Dave updated on Jul 25, 2022 to Knowledge Center

Background Introduction

People commonly confuse Data Backup with Data Archiving in the digital storage era. Even though they're different, many people still use these terms interchangeably.

Large datasets are available to organizations. AI and IoT produce enormous data. Time has reduced storage costs. More data storage is cheap. AI and big data can use this data. These tools help companies make smart judgments.

Data needs a home. Large datasets are stored in the cloud or data centers. Large datasets can't be stored in-house. Your company will struggle to archive these vast databases. However, some organizations will benefit from archiving, but not all businesses can use it. This article will discuss data archiving and all you need to know about it.

data archiving

What is Data Archiving

Data archiving moves inactive data to a different device for long-term preservation. Archive data is older information that must be kept for future reference or regulatory compliance. Files may be found and retrieved from indexed data archives.

Archived data is kept on a lower-cost tier to decrease main storage usage and expenses. A firm must inventory its data to determine what should be archived.

Some archive systems are read-only to prevent alteration, while others allow writing. Data archiving is best for operational or regulatory data like document files, email communications, and historical database entries.

How to Choose The Right Data Archiving Media

The type of storage you pick affects how accessible and secure your preserved material is and how much it costs to generate and keep. An archive is only beneficial if you can recover data when needed, so check the storage frequently.

1. Magnetic tape

Magnetic tape is one of the first methods of archiving digital data. Even though tape has been mostly replaced as a primary and backup storage media, its enormous capacity, cheap cost, and extended durability make it ideal for archiving.

magnetic tapes

2. Optical Disk

An optical disk is mainly a compact backup storage device. A laser beam transmits data onto an optical disk as small holes in a spiral pattern. Optical media storage was once very popular in the archiving field. Because it was one of the first formats to offer write-once, read-many (WORM) data rewrite protection. It means that once this media is written, it cannot be modified. As a result, it has a longer lifetime and can retain more information than the previous generation. 

3. On-premises storage

On-premises storage implies your company's server is housed on-site, inside its infrastructure. It saves data on servers, PCs, and other local hardware. You and your team may store data on a server you buy and set up at the workplace. On-premises storage has emerged as the biggest challenger to tape as a data archiving medium of choice.
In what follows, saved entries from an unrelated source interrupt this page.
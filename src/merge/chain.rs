//! Composition of the two name layers into readable→intermediate.

use crate::base::is_synthetic_class_name;
use crate::mapping::MappingFile;

/// Build the readable→intermediate mapping.
///
/// `obf_to_intermediate` maps obfuscated names to intermediate ids and
/// `readable_to_obf` maps readable names to obfuscated ones. The result is
/// computed as `reverse(reverse(obf_to_intermediate) ∘ reverse(readable_to_obf))`,
/// which keeps the intermediate parameter lists attached to their methods.
/// Placeholder class names are then replaced by the readable class name.
pub fn compose(obf_to_intermediate: &MappingFile, readable_to_obf: &MappingFile) -> MappingFile {
    let mut composed = obf_to_intermediate
        .reverse()
        .chain(&readable_to_obf.reverse())
        .reverse();

    composed.rename_classes(|class| {
        is_synthetic_class_name(&class.mapped).then(|| class.original.clone())
    });

    tracing::debug!(
        classes = composed.classes.len(),
        methods = composed.method_count(),
        "composed readable to intermediate mapping"
    );
    composed
}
Its availability of SATA drives of up to 2TB capacity and its sub-$150 cost make it competitive with tape.

4. Portable Disk Storage

USB flash drives are portable, USB-connected storage devices. They're detachable and rewritable, like flash memory cards and a typical data storage mechanism. Unlike flash memory cards, USB flash drives may be placed into most current computers' USB ports. These disks hold 32MB to 64GB. Portable disk storage offers all the benefits of tape portability and disk-based archiving.

disk storage

5. Archiving in The Cloud

The Archive class of Cloud Storage improves functionality and reduces long-term data storage costs. Online storage systems like Dropbox, iCloud, Microsoft OneDrive, etc., may be trusted for data preservation. These services are user-friendly, accessible from anywhere, etc. For data archiving, Cloud storage is well suited, and Saas providers are defining their services as a more economical way to do so. However, storing compliance data via cloud archiving without carefully examining third-party services may pose a risk.
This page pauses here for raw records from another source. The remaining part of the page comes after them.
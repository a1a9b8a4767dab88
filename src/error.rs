//! Error types for merge operations.

use thiserror::Error;

/// Errors that abort a merge.
///
/// Per-symbol anomalies (parameter lists that cannot be correlated, index
/// overflow) never surface here; they are skipped and logged where they occur.
#[derive(Debug, Error)]
pub enum MergeError {
    /// IO error during read/write.
    #[error("IO error: {0}")]
    Io(#[from] std::io::Error),

    /// ZIP archive error.
    #[error("Archive error: {0}")]
    Archive(String),

    /// JSON parsing or serialization error.
    #[error("JSON error: {0}")]
    Json(String),

    /// CSV serialization error.
    #[error("CSV error: {0}")]
    Csv(String),

    /// A mapping document could not be parsed.
    #[error("{format} parse error at line {line}: {message}")]
    Parse {
        format: &'static str,
        line: usize,
        message: String,
    },

    /// The curated database declares a version this crate cannot read.
    #[error("Curated data version was {0} and did not start with \"1.\", cannot parse")]
    IncompatibleVersion(String),

    /// Missing required archive entry, artifact or document field.
    #[error("Missing required {kind}: {name}")]
    Missing { kind: &'static str, name: String },

    /// A mapping version string did not match the expected grammar.
    #[error("Mapping version {0} is invalid")]
    InvalidVersion(String),

    /// An artifact coordinate could not be resolved to a local file.
    #[error("Could not resolve artifact {0}")]
    Unresolved(String),
}

impl MergeError {
    /// Create an archive error.
    pub fn archive(message: impl Into<String>) -> Self {
        Self::Archive(message.into())
    }

    /// Create a CSV error.
    pub fn csv(message: impl Into<String>) -> Self {
        Self::Csv(message.into())
    }

    /// Create a parse error for the given format and 1-based line.
    pub fn parse(format: &'static str, line: usize, message: impl Into<String>) -> Self {
        Self::Parse {
            format,
            line,
            message: message.into(),
        }
    }

    /// Create a missing archive entry error.
    pub fn missing_entry(name: impl Into<String>) -> Self {
        Self::Missing {
            kind: "archive entry",
            name: name.into(),
        }
    }

    /// Create a missing artifact error.
    pub fn missing_artifact(name: impl Into<String>) -> Self {
        Self::Missing {
            kind: "artifact",
            name: name.into(),
        }
    }

    /// Create a missing document field error.
    pub fn missing_field(name: impl Into<String>) -> Self {
        Self::Missing {
            kind: "field",
            name: name.into(),
        }
    }
}

impl From<serde_json::Error> for MergeError {
    fn from(e: serde_json::Error) -> Self {
        Self::Json(e.to_string())
    }
}

impl From<csv::Error> for MergeError {
    fn from(e: csv::Error) -> Self {
        Self::Csv(e.to_string())
    }
}

#[cfg(feature = "archive")]
impl From<zip::result::ZipError> for MergeError {
    fn from(e: zip::result::ZipError) -> Self {
        Self::Archive(e.to_string())
    }
}

/// Result alias used throughout the crate.
pub type Result<T, E = MergeError> = std::result::Result<T, E>;
//! Loading merge inputs from raw artifacts.

use namebridge::MergeError;
use namebridge::export::write_entries;
use namebridge::merge::{ExportMode, MergeInputs, merge};

use crate::helpers::fixtures::{
    LEGACY_CLIENT, LEGACY_CONSTRUCTORS, LEGACY_CURATED, LEGACY_JOINED, OFFICIAL_CLIENT,
    OFFICIAL_CURATED, OFFICIAL_JOINED, curated_archive, export_archive, legacy_inputs,
    official_inputs,
};

#[test]
fn test_official_artifacts_match_direct_inputs() {
    let inputs = MergeInputs::from_artifacts(
        &export_archive(true, OFFICIAL_JOINED, None),
        OFFICIAL_CLIENT.as_bytes(),
        &curated_archive(OFFICIAL_CURATED),
    )
    .unwrap();

    assert_eq!(inputs.mode, ExportMode::Official);
    assert!(inputs.constructors.is_empty());
    assert_eq!(merge(&inputs), merge(&official_inputs()));
}

#[test]
fn test_legacy_artifacts_read_side_table() {
    let inputs = MergeInputs::from_artifacts(
        &export_archive(false, LEGACY_JOINED, Some(LEGACY_CONSTRUCTORS)),
        LEGACY_CLIENT.as_bytes(),
        &curated_archive(LEGACY_CURATED),
    )
    .unwrap();

    assert_eq!(inputs.mode, ExportMode::Legacy);
    assert_eq!(inputs.constructors.len(), 2);
    assert_eq!(merge(&inputs), merge(&legacy_inputs()));
}

#[test]
fn test_legacy_export_without_side_table_fails() {
    let err = MergeInputs::from_artifacts(
        &export_archive(false, LEGACY_JOINED, None),
        LEGACY_CLIENT.as_bytes(),
        &curated_archive(LEGACY_CURATED),
    )
    .unwrap_err();
    assert!(matches!(err, MergeError::Missing { kind: "archive entry", .. }));
}

#[test]
fn test_export_without_config_fails() {
    let export = write_entries([("config/joined.tsrg", OFFICIAL_JOINED.as_bytes())]).unwrap();
    let err = MergeInputs::from_artifacts(
        &export,
        OFFICIAL_CLIENT.as_bytes(),
        &curated_archive(OFFICIAL_CURATED),
    )
    .unwrap_err();
    assert!(matches!(err, MergeError::Missing { name, .. } if name == "config.json"));
}

#[test]
fn test_config_without_mappings_entry_fails() {
    let export = write_entries([("config.json", br#"{"official":true,"data":{}}"#.as_slice())])
        .unwrap();
    let err = MergeInputs::from_artifacts(
        &export,
        OFFICIAL_CLIENT.as_bytes(),
        &curated_archive(OFFICIAL_CURATED),
    )
    .unwrap_err();
    assert!(matches!(err, MergeError::Missing { kind: "field", .. }));
}

#[test]
fn test_incompatible_curated_version_aborts() {
    let err = MergeInputs::from_artifacts(
        &export_archive(true, OFFICIAL_JOINED, None),
        OFFICIAL_CLIENT.as_bytes(),
        &curated_archive(r#"{"version":"2.0.0","classes":[]}"#),
    )
    .unwrap_err();
    assert!(matches!(&err, MergeError::IncompatibleVersion(v) if v == "2.0.0"));
    assert!(err.to_string().contains("2.0.0"));
}

#[test]
fn test_curated_archive_without_database_fails() {
    let empty = write_entries([("README", b"nothing here".as_slice())]).unwrap();
    let err = MergeInputs::from_artifacts(
        &export_archive(true, OFFICIAL_JOINED, None),
        OFFICIAL_CLIENT.as_bytes(),
        &empty,
    )
    .unwrap_err();
    assert!(matches!(err, MergeError::Missing { name, .. } if name == "parchment.json"));
}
These are the common data archiving media. You can choose the right media according to your needs.

Conclusion

Archiving data is a primitive notion. Unstructured data is expanding rapidly, making it difficult for companies to comply with regulatory rules. New solutions like cloud storage save time and money by protecting proliferating information.

Businesses may determine whether data archiving is the correct answer for preserving their anxieties and maintaining their peace of mind.